Your existing ssh session should not be affected by these changes. So
before you continue, make sure that you can still access the machine by
authenticating with your new two factor system in another session. If
you're using shared connections (or aren't sure), be sure to use the
-Snone option to ssh in order to make sure that you don't accidentally
skip authentication by re-using an existing connection.
How It Works
Traditionally, ssh only verified one thing. That was either your password, or verification that you held your private key, or something else (GSSAPI/Kerberos and other things I won't cover here). Multiple methods were allowed, and success using any one method was considered a successful authentication.
ssh continues to be able to defer to PAM for authentication. However, authentication with an ssh key happens outside PAM, and ssh treats any one of these (key or PAM) as successful. This means that it checks for your password, or that you hold your private key, but not both. This makes it difficult to use a key together with PAM for a second factor, since ssh will just go ahead and never consult PAM for the second factor if your client proves that you hold your key.

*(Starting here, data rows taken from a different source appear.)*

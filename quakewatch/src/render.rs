use chrono::{DateTime, Utc};
use owo_colors::OwoColorize;
use quakewatch_core::controller::FetchStatus;
use quakewatch_core::dashboard::DashboardView;
use quakewatch_core::display::{
    MagnitudeClass, format_depth, format_magnitude, format_time, marker_radius, relative_time,
};
use quakewatch_core::model::Event;
use std::fmt::Write as _;
use std::io::{self, Write};

const PLACE_WIDTH: usize = 44;

/// Clear the terminal and draw `frame` from the top-left corner.
pub fn redraw(frame: &str) {
    let mut out = io::stdout().lock();
    let _ = write!(out, "\x1b[2J\x1b[H{frame}");
    let _ = out.flush();
}

pub fn render_view(view: &DashboardView, limit: usize, now: DateTime<Utc>) -> String {
    let mut out = String::new();

    render_header(&mut out, view, now);
    render_filters(&mut out, view);
    let _ = writeln!(out);

    if view.status == FetchStatus::Failure && view.total_events == 0 {
        render_error(&mut out, view);
        return out;
    }

    render_listing(&mut out, view, limit, now);
    let _ = writeln!(out);
    render_stats(&mut out, view);
    render_focus(&mut out, view);

    if view.status == FetchStatus::Failure {
        let _ = writeln!(out);
        render_error(&mut out, view);
    }

    out
}

fn render_header(out: &mut String, view: &DashboardView, now: DateTime<Utc>) {
    let title = view
        .metadata
        .as_ref()
        .and_then(|m| m.title.as_deref())
        .unwrap_or("Recent Earthquakes");
    let _ = writeln!(out, "{}", title.bold());

    let mut status = format!("Status: {}", view.status);
    if view.is_loading() && !view.is_initial_load() {
        status.push_str(" (refreshing)");
    }
    if let Some(updated) = view.last_updated {
        let _ = write!(
            status,
            " | Last updated: {}",
            relative_time(updated.timestamp_millis(), now)
        );
    }
    if let Some(generated) = view.metadata.as_ref().and_then(|m| m.generated) {
        let _ = write!(status, " | Feed generated: {}", format_time(generated));
    }
    let _ = write!(status, " | {} events", view.total_events);
    if view.rejected > 0 {
        let _ = write!(status, " ({} malformed dropped)", view.rejected);
    }
    let _ = writeln!(out, "{}", status.dimmed());
}

fn render_filters(out: &mut String, view: &DashboardView) {
    let c = &view.criteria;
    let depth = c
        .max_depth_km
        .map(|d| format!("<= {d:.1} km"))
        .unwrap_or_else(|| "any".to_string());
    let search = if c.search_term.is_empty() {
        "-".to_string()
    } else {
        format!("\"{}\"", c.search_term)
    };

    let _ = writeln!(
        out,
        "Filters: M >= {:.1} | depth {depth} | search {search} | sort by {}",
        c.min_magnitude, view.sort_key
    );
}

fn render_listing(out: &mut String, view: &DashboardView, limit: usize, now: DateTime<Utc>) {
    if view.is_initial_load() {
        let _ = writeln!(out, "Loading earthquakes...");
        return;
    }

    if view.events.is_empty() {
        let _ = writeln!(out, "No earthquakes found matching your filters.");
        return;
    }

    for event in view.events.iter().take(limit) {
        let marker = if view.selected.as_ref() == Some(&event.id) {
            ">"
        } else {
            " "
        };
        let _ = writeln!(out, "{marker} {}", render_row(event, now));
    }

    if view.events.len() > limit {
        let _ = writeln!(out, "  ... {} more", view.events.len() - limit);
    }
}

pub fn render_row(event: &Event, now: DateTime<Utc>) -> String {
    let mag = event.magnitude_value();
    let (r, g, b) = MagnitudeClass::of(mag).rgb();
    let place = truncate(&event.place, PLACE_WIDTH);

    format!(
        "{}  {:<16} {:<width$} {:>9}  {}",
        format_magnitude(mag).truecolor(r, g, b).bold(),
        relative_time(event.occurred_at_ms, now),
        place,
        format_depth(event.depth_km),
        event.id.as_str().dimmed(),
        width = PLACE_WIDTH,
    )
}

fn render_stats(out: &mut String, view: &DashboardView) {
    let s = &view.stats;
    let _ = writeln!(
        out,
        "{} Total: {} | Magnitude 4.0+: {} | Strongest: {}",
        "Statistics".bold(),
        s.total,
        s.significant_count,
        format_magnitude(s.strongest)
    );
}

fn render_focus(out: &mut String, view: &DashboardView) {
    let Some(selected) = &view.selected else {
        return;
    };

    let focused = view.focus.as_ref().and_then(|focus| {
        let event = view.events.iter().find(|e| e.id == focus.id)?;
        Some((focus, event))
    });

    let Some((focus, event)) = focused else {
        let _ = writeln!(out, "Selected {selected} is not in the current list");
        return;
    };

    let mag = event.magnitude_value();
    let class = MagnitudeClass::of(mag);
    let (r, g, b) = class.rgb();

    let _ = writeln!(
        out,
        "{} {} at {:.3}, {:.3} (zoom {}, marker {:.1} px)",
        "Focus:".bold(),
        focus.id,
        focus.latitude,
        focus.longitude,
        focus.zoom,
        marker_radius(mag)
    );
    let _ = writeln!(
        out,
        "  {} {} | {} | depth {} | {}",
        format_magnitude(mag).truecolor(r, g, b).bold(),
        class.label(),
        if event.place.is_empty() {
            "Unknown location"
        } else {
            event.place.as_str()
        },
        format_depth(event.depth_km),
        format_time(event.occurred_at_ms)
    );
    if !event.detail_url.is_empty() {
        let _ = writeln!(out, "  View details on USGS: {}", event.detail_url);
    }
}

fn render_error(out: &mut String, view: &DashboardView) {
    let message = view.error.as_deref().unwrap_or("unknown error");
    let _ = writeln!(out, "{} {}", "Error loading data:".red().bold(), message);
    let _ = writeln!(out, "Enter `r` to try again.");
}

pub fn render_legend() -> String {
    let mut out = String::new();
    let _ = writeln!(out, "{}", "Magnitude Scale".bold());
    for class in MagnitudeClass::ALL {
        let (r, g, b) = class.rgb();
        let _ = writeln!(
            out,
            "  {} {:<8} {}",
            "●".truecolor(r, g, b),
            class.range_label(),
            class.label()
        );
    }
    out
}

fn truncate(s: &str, width: usize) -> String {
    if s.chars().count() <= width {
        return s.to_string();
    }
    let mut cut: String = s.chars().take(width.saturating_sub(3)).collect();
    cut.push_str("...");
    cut
}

With the new feature, AuthenticationMethods can be used to specify two
methods that are both required. This means that you can require both
ssh key authentication and PAM, and adjust your PAM configuration to be
the second factor device in the case of the ssh service.
Why is this more secure?
It's always a good idea to reduce your attack surface, and limit authentication code only to areas designed with security in mind. Previous methods to implement this kind of support involved hacks or patches. With this new support, the only security sensitive code used is PAM and ssh itself, being used as they were designed to be used, and without any third party patches. Both were designed for security from the beginning.
Any catches?
The Google Authenticator PAM module (libpam-google-authenticator) is
in universe, which means that it is only community supported for
security updates. But this can be changed through the main inclusion
process. If this method to implement two factor security in Ubuntu
becomes popular, then I'd love to see this happen, and would be happy to
drive it.
Variations
This is a clean and flexible mechanism. For example: you can leave
/etc/pam.d/sshd alone, and then you'll get a system which requires
both a key and the user's password. Or leave the @include common-auth
line in place, insert auth required pam_google_authenticator.so before
it, and you'll get a system which requires all three: a key, the
password and the code from the second factor device.